Jesus makes peace through the blood of his cross. What a paradox, that Christ’s reign should be established through crucifixion. It is a reign whose freedom and peace are achieved through the saving power of death on a cross. He does not rule by threat or military domination. His kingdom stands in stark contrast to others. It is an entirely different sort of empire than that of Rome, for example.

God did all of this so that we may be made new, fixed, held together as individuals, a church, a world. We cannot hold ourselves together. Life is joyous, but it is also hard.

Let’s imagine an ideal ruler or king. Christ holds all things together, has first place in everything, embodies God and makes peace on earth and in our hearts. God is the strength from which his people derive their strength. God does for us what we cannot do for ourselves.

There have been times when I was desperate, the most recent being a little over two years ago following my back surgery, when I was lying in bed in the ICU of the hospital in Lockport. I had a fever and wasn’t acting right. Different antibiotics were tried until they came upon the most effective one. I overheard one nurse telling another, “We almost lost her last night.” I will never forget one parishioner saying after I had recovered, that she was just so glad to be able to pray for me to get better as opposed to praying that I would live.

Let’s look at the world around us as well—the one we read about, see on the news and in our neighborhoods. How are we to respond to our world and its issues? Racism, for instance, is rampant. Is it enough that we are not racists, that we have confessed to God and been delivered from this sin? The problem is far greater than our individual hearts—racism is inherent in many systems in our country and world. It is systemic. And so the call of the Christian life is to seek to transform those systems so that they emulate the grace, mercy and compassion we experience in the reign of God (Elizabeth Barrington Forness, Feasting On the Word: Year C, Volume 4: Season After Pentecost 2).

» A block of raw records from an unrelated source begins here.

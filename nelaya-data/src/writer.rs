//! Persist daily snapshots at their date-derived location.

use camino::{Utf8Path, Utf8PathBuf};
use chrono::NaiveDate;
use nelaya_core::snapshot::snapshot_relative_path;
use serde::Serialize;
use thiserror::Error;

/// Errors raised while writing a snapshot.
#[derive(Debug, Error)]
pub enum SnapshotWriteError {
    /// The snapshot could not be encoded as JSON.
    #[error("failed to encode snapshot for {date}")]
    Encode {
        /// Day of the snapshot.
        date: NaiveDate,
        /// Source error from `serde_json`.
        #[source]
        source: serde_json::Error,
    },
    /// Writing the file or creating its directories failed.
    #[error("failed to write snapshot to {path}")]
    Write {
        /// Target file.
        path: Utf8PathBuf,
        /// Source error from std I/O.
        #[source]
        source: std::io::Error,
    },
}

/// Write `snapshot` for `date` under `root` and return the file path.
///
/// Parent directories are created as needed and an existing snapshot for
/// the same day is replaced.
///
/// # Errors
///
/// Returns [`SnapshotWriteError`] when encoding or writing fails.
pub fn write_snapshot<T>(
    root: &Utf8Path,
    date: NaiveDate,
    snapshot: &T,
) -> Result<Utf8PathBuf, SnapshotWriteError>
where
    T: Serialize + ?Sized,
{
    let bytes = serde_json::to_vec(snapshot)
        .map_err(|source| SnapshotWriteError::Encode { date, source })?;
    let path = root.join(snapshot_relative_path(date));
    nelaya_fs::write_replacing(&path, &bytes).map_err(|source| SnapshotWriteError::Write {
        path: path.clone(),
        source,
    })?;
    log::info!("wrote snapshot for {date} to {path} ({} bytes)", bytes.len());
    Ok(path)
}
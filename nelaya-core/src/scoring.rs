//! Score ocean conditions through an external scoring collaborator.
//!
//! The [`ScoringService`] trait is the seam between the engine and whatever
//! model produces raw suitability scalars. Callers never consume the raw
//! value directly: [`score_conditions`] runs it through the normaliser and
//! degrades any failure to [`Band::Unknown`].

use serde::{Deserialize, Serialize};
use thiserror::Error;

use crate::{Band, to_band, to_prob};

/// Environmental readings for a single location and day.
#[derive(Debug, Clone, Copy, PartialEq, Serialize, Deserialize)]
pub struct Conditions {
    /// Sea surface temperature in °C.
    pub temp_c: f64,
    /// Salinity in PSU.
    pub sal_psu: f64,
    /// Chlorophyll-a concentration in mg/m³.
    pub chl_mg_m3: f64,
}

impl Conditions {
    /// Construct a reading set without validation.
    pub const fn new(temp_c: f64, sal_psu: f64, chl_mg_m3: f64) -> Self {
        Self {
            temp_c,
            sal_psu,
            chl_mg_m3,
        }
    }

    /// Readings in model input order.
    pub const fn as_features(&self) -> [f64; 3] {
        [self.temp_c, self.sal_psu, self.chl_mg_m3]
    }

    /// Report whether every reading is finite.
    pub fn is_finite(&self) -> bool {
        self.as_features().iter().all(|value| value.is_finite())
    }

    /// Reject negative or non-finite readings supplied by a caller.
    pub fn validate(&self) -> Result<(), ScoringError> {
        let fields = [
            ("temp", self.temp_c),
            ("sal", self.sal_psu),
            ("chl", self.chl_mg_m3),
        ];
        for (field, value) in fields {
            if !value.is_finite() || value < 0.0 {
                return Err(ScoringError::InvalidConditions { field, value });
            }
        }
        Ok(())
    }
}

/// Lifecycle of a scoring collaborator.
#[derive(Debug, Clone, Copy, PartialEq, Eq, Serialize, Deserialize)]
#[serde(rename_all = "snake_case")]
pub enum ScoringStatus {
    /// No model has been loaded yet.
    Uninitialised,
    /// The model is loaded and accepting requests.
    Ready,
    /// Loading failed; every request will fail.
    Unavailable,
}

impl ScoringStatus {
    /// Return the status as a lowercase `&str`.
    pub const fn as_str(self) -> &'static str {
        match self {
            Self::Uninitialised => "uninitialised",
            Self::Ready => "ready",
            Self::Unavailable => "unavailable",
        }
    }
}

/// Errors from [`ScoringService::raw_score`].
#[derive(Debug, Clone, PartialEq, Error)]
pub enum ScoringError {
    /// The collaborator has no usable model.
    #[error("scoring model is not ready")]
    Unavailable,
    /// A reading was negative or not finite.
    #[error("{field} must be a finite, non-negative value (got {value})")]
    InvalidConditions {
        /// Name of the offending input.
        field: &'static str,
        /// Value supplied by the caller.
        value: f64,
    },
    /// The model produced a non-finite output.
    #[error("scoring model returned a non-finite output")]
    NonFiniteOutput,
}

/// Produce a raw suitability scalar (probability or logit) for conditions.
///
/// Implementations must be thread-safe so a single instance can be shared
/// across concurrent requests.
///
/// # Examples
///
/// ```rust
/// use nelaya_core::{Band, Conditions, ScoringError, ScoringService, ScoringStatus, score_conditions};
///
/// struct WarmWaterModel;
///
/// impl ScoringService for WarmWaterModel {
///     fn status(&self) -> ScoringStatus {
///         ScoringStatus::Ready
///     }
///
///     fn raw_score(&self, conditions: &Conditions) -> Result<f64, ScoringError> {
///         Ok(conditions.temp_c - 27.0)
///     }
/// }
///
/// let score = score_conditions(&WarmWaterModel, &Conditions::new(29.0, 33.0, 0.2));
/// assert_eq!(score.band, Band::High);
/// ```
pub trait ScoringService: Send + Sync {
    /// Report whether the collaborator can currently score.
    fn status(&self) -> ScoringStatus;

    /// Return the uncalibrated model output for `conditions`.
    fn raw_score(&self, conditions: &Conditions) -> Result<f64, ScoringError>;
}

/// Calibrated outcome of scoring one set of conditions.
#[derive(Debug, Clone, Copy, PartialEq, Serialize)]
pub struct ConditionScore {
    /// Raw collaborator output, when one was produced.
    pub raw: Option<f64>,
    /// Calibrated probability, or `None` when scoring failed.
    pub probability: Option<f64>,
    /// Band derived from `probability`.
    pub band: Band,
}

impl ConditionScore {
    /// Score used when the collaborator could not produce a value.
    pub const fn unknown() -> Self {
        Self {
            raw: None,
            probability: None,
            band: Band::Unknown,
        }
    }

    /// Calibrate a raw collaborator output.
    pub fn from_raw(raw: f64) -> Self {
        let probability = to_prob(raw);
        Self {
            raw: Some(raw),
            probability: Some(probability),
            band: to_band(probability),
        }
    }
}

/// Score `conditions`, degrading collaborator failures to an unknown band.
pub fn score_conditions(service: &dyn ScoringService, conditions: &Conditions) -> ConditionScore {
    match try_score_conditions(service, conditions) {
        Ok(score) => score,
        Err(err) => {
            log::warn!("scoring degraded to an unknown band: {err}");
            ConditionScore::unknown()
        }
    }
}

/// Score `conditions`, surfacing collaborator failures to the caller.
pub fn try_score_conditions(
    service: &dyn ScoringService,
    conditions: &Conditions,
) -> Result<ConditionScore, ScoringError> {
    let raw = service.raw_score(conditions)?;
    if !raw.is_finite() {
        return Err(ScoringError::NonFiniteOutput);
    }
    Ok(ConditionScore::from_raw(raw))
}
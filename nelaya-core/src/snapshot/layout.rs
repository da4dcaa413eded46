//! Date-derived snapshot locations.

use camino::Utf8PathBuf;
use chrono::{Datelike, NaiveDate};

/// File extension of daily snapshot artefacts.
pub const SNAPSHOT_EXTENSION: &str = "geojson";

/// File name of the snapshot for `date`, e.g. `fgi_map_2025-03-01.geojson`.
pub fn snapshot_file_name(date: NaiveDate) -> String {
    format!("fgi_map_{}.{SNAPSHOT_EXTENSION}", date.format("%Y-%m-%d"))
}

/// Location of the snapshot for `date` relative to a snapshot root.
///
/// Snapshots are partitioned by year and month.
///
/// # Examples
/// ```
/// use chrono::NaiveDate;
/// use nelaya_core::snapshot::snapshot_relative_path;
///
/// let date = NaiveDate::from_ymd_opt(2025, 3, 1).expect("valid date");
/// assert_eq!(
///     snapshot_relative_path(date).as_str(),
///     "2025/03/fgi_map_2025-03-01.geojson",
/// );
/// ```
pub fn snapshot_relative_path(date: NaiveDate) -> Utf8PathBuf {
    let mut path = Utf8PathBuf::from(format!("{:04}", date.year()));
    path.push(format!("{:02}", date.month()));
    path.push(snapshot_file_name(date));
    path
}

Just as Jesus is the image or icon of God, so in Christ, we are his image in this world of sin. In our involvement in our world on a daily basis—at work, school, with our neighbors; through us the systems of racism and every other ism can be systematically disassembled and destroyed because Christ is alive in us and the Holy Spirit’s dynamic power flows through us. In prayer we can have a tremendous impact on our world as well because God hears and answers prayer.

It may feel like everything is falling apart as we watch the “breaking news,” however, we follow and believe in the One who rules and reigns in righteousness and who holds all things together, including all the victims in our world; whether they are at our southern border or across the world. God’s objective, the heart of everything is summed up in the final verse, “through him God was pleased to reconcile to himself all things, whether on earth or in heaven, by making peace through the blood of his cross.”

There is hope for us because of who Jesus is and what he has done. This is just the time we need to celebrate Christ the King and his reign in our lives. To call Christ the King is to call the church into mission, into the light, into the inheritance that God desires. (Fistler & McCoy, pulpitfiction.com). 

Listen to the way The Message translation expresses our hopes:

He was supreme in the beginning and—leading the resurrection parade—he is supreme in the end. From beginning to end he’s there, towering far above everything, everyone. So spacious is he, so roomy, that everything of God finds its proper place in him without crowding. Not only that, but all the broken and dislocated pieces of the universe—people and things, animals and atoms—get properly fixed and fit together in vibrant harmonies, all because of his death, his blood that poured down from the cross. (Vv. 18-20)

Let us pray.
Christ our King, we bring our brokenness to you. As the glue that holds everything together, we ask you to fix us and heal us. Fit us together in vibrant harmonies of your love and use us to your glory. Amen.